When Vàsàrhely, coming out from her chamber, passed the impostor who had done her this dishonour, it cost him the greatest self-sacrifice of his life not to order him out yonder in the chilly twilight of the leafless woods, to stand before him in that ordeal of combat which, in the code of honour of the Magyar Prince, was the sole tribunal to which a man of honour could appeal. But she had forbade him to avenge her. He felt that he had no share in her life sufficient to give him title to disobey her. His own love for her told him that this offender was still dear enough to her for his life to be sacred in her sight.
'If I had not loved her,' he thought, 'I could have avenged her without suspicion; but what would it seem to her and to the world?—only that I slew him out of jealous rancour! In her soul she loves him still. Her hate will fade, her love will survive, traitor and hound though he be.'
He motioned Sabran towards one of the empty chambers in the gallery. When he had closed the door of it he spoke with a low, hoarse voice:
'Sir, I have the right as her kinsman, I have the right her brothers would have had, to publicly insult you, to publicly chastise you. But she has commanded me to abstain; she will have no feud between us. I obey her; so must you. I have but one thing to say to you. Once you spoke of suicide. I forbid you to follow up your crimes by causing the unending misery that death by your own hand would bring to her. You have been coward enough. Have courage at least not to leave a woman alone under the disgrace you have brought upon her.'
'Alone!' echoed Sabran. 'She will never admit me to her presence again. She will demand her divorce as soon as ever she has strength to remember and to speak.'
'Do you know her so ill after nine years of marriage? Whatever she do it will be for you to accept it, and not evade your chastisement by the poltroon's refuge of oblivion in the grave. You have said you think yourself my debtor; all the quittance I desire is this. You will obey me when I forbid you to entail on your wife the lifelong remorse that your suicide—however you disguised it—would bring upon her. In obeying her, by holding back my hand from avenging her, I make the greatest sacrifice that she could have demanded.
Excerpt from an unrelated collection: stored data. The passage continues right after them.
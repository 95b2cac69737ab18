//! The node model.
//!
//! A node is one step of a workflow: a 1-based position, a unique alias,
//! a type-specific config, and optional auxiliary params. Configs form a
//! tagged union over `type`; every string leaf (and nested structure)
//! may contain `{{ }}` templates, so template-bearing fields stay as
//! plain strings or [`serde_json::Value`]s until the executor resolves
//! them.

use indexmap::IndexMap;
use serde::de::Error as _;
use serde::{Deserialize, Deserializer, Serialize};
use serde_json::Value;
use webpilot_core::{Alias, Position};

/// One step of a workflow.
///
/// Serialized as `{ position, alias, type, config, params? }`, with
/// `config` parsed per `type` into the matching [`NodeConfig`] variant.
#[derive(Debug, Clone, PartialEq, Serialize, Deserialize)]
#[serde(try_from = "NodeWire", into = "NodeWire")]
pub struct Node {
    /// 1-based ordinal within the workflow.
    pub position: Position,
    /// Unique symbolic name.
    pub alias: Alias,
    /// Type-specific configuration.
    pub config: NodeConfig,
    /// Auxiliary inputs, template-resolved alongside the config.
    pub params: Option<Value>,
}

/// A node definition as submitted by the Director: everything but the
/// position, which the edit machinery assigns.
#[derive(Debug, Clone, PartialEq, Serialize, Deserialize)]
#[serde(try_from = "DraftWire", into = "DraftWire")]
pub struct NodeDraft {
    /// Unique symbolic name.
    pub alias: Alias,
    /// Type-specific configuration.
    pub config: NodeConfig,
    /// Auxiliary inputs.
    pub params: Option<Value>,
}

#[derive(Serialize, Deserialize)]
struct NodeWire {
    position: Position,
    alias: Alias,
    #[serde(rename = "type")]
    node_type: NodeType,
    config: Value,
    #[serde(default, skip_serializing_if = "Option::is_none")]
    params: Option<Value>,
}

#[derive(Serialize, Deserialize)]
struct DraftWire {
    alias: Alias,
    #[serde(rename = "type")]
    node_type: NodeType,
    config: Value,
    #[serde(default, skip_serializing_if = "Option::is_none")]
    params: Option<Value>,
}

impl TryFrom<NodeWire> for Node {
    type Error = String;

    fn try_from(wire: NodeWire) -> Result<Self, Self::Error> {
        Ok(Self {
            position: wire.position,
            alias: wire.alias,
            config: NodeConfig::from_wire(wire.node_type, wire.config)?,
            params: wire.params,
        })
    }
}

impl From<Node> for NodeWire {
    fn from(node: Node) -> Self {
        let (node_type, config) = node.config.to_wire();
        Self {
            position: node.position,
            alias: node.alias,
            node_type,
            config,
            params: node.params,
        }
    }
}

impl TryFrom<DraftWire> for NodeDraft {
    type Error = String;

    fn try_from(wire: DraftWire) -> Result<Self, Self::Error> {
        Ok(Self {
            alias: wire.alias,
            config: NodeConfig::from_wire(wire.node_type, wire.config)?,
            params: wire.params,
        })
    }
}

impl From<NodeDraft> for DraftWire {
    fn from(draft: NodeDraft) -> Self {
        let (node_type, config) = draft.config.to_wire();
        Self {
            alias: draft.alias,
            node_type,
            config,
            params: draft.params,
        }
    }
}

impl NodeDraft {
    /// Place the draft at a position.
    #[must_use]
    pub fn at(self, position: Position) -> Node {
        Node {
            position,
            alias: self.alias,
            config: self.config,
            params: self.params,
        }
    }
}

/// The node type discriminant, used in reports and error messages.
#[derive(Debug, Clone, Copy, PartialEq, Eq, Hash, Serialize, Deserialize)]
#[serde(rename_all = "snake_case")]
pub enum NodeType {
    /// Writes variables into the global store.
    Context,
    /// A single deterministic browser operation.
    BrowserAction,
    /// A deterministic DOM query.
    BrowserQuery,
    /// AI extraction with a declared schema.
    BrowserAiExtract,
    /// AI-performed page action.
    BrowserAiAct,
    /// External text generation.
    Cognition,
    /// Loop over an array or a set of records.
    Iterate,
    /// Multi-branch routing.
    Route,
    /// Rule-based assertion.
    Validation,
}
Make yours likewise. It would be easy for you to escape chastisement in death. You must forego that ease, and live. I leave you to your conscience and to her.'
He opened the door and passed down the corridor, his steps echoing on the oaken floor.
In half an hour he had left the house, and gone on his lonely way to Taróc.
Sabran stood mute.
He had lost the power to resent; he knew that if this man chose to strike him across the eyes with his whip he would be within his right. The insults cut him to the bone as though the lash were on him; but he held his peace and bore them, not in submission, but in silence. His profound humiliation, his absolute despair, had broken the nerve in him. He felt that he had no title to look a gentleman in the face, no power to defend himself, whatever outrages were heaped on him.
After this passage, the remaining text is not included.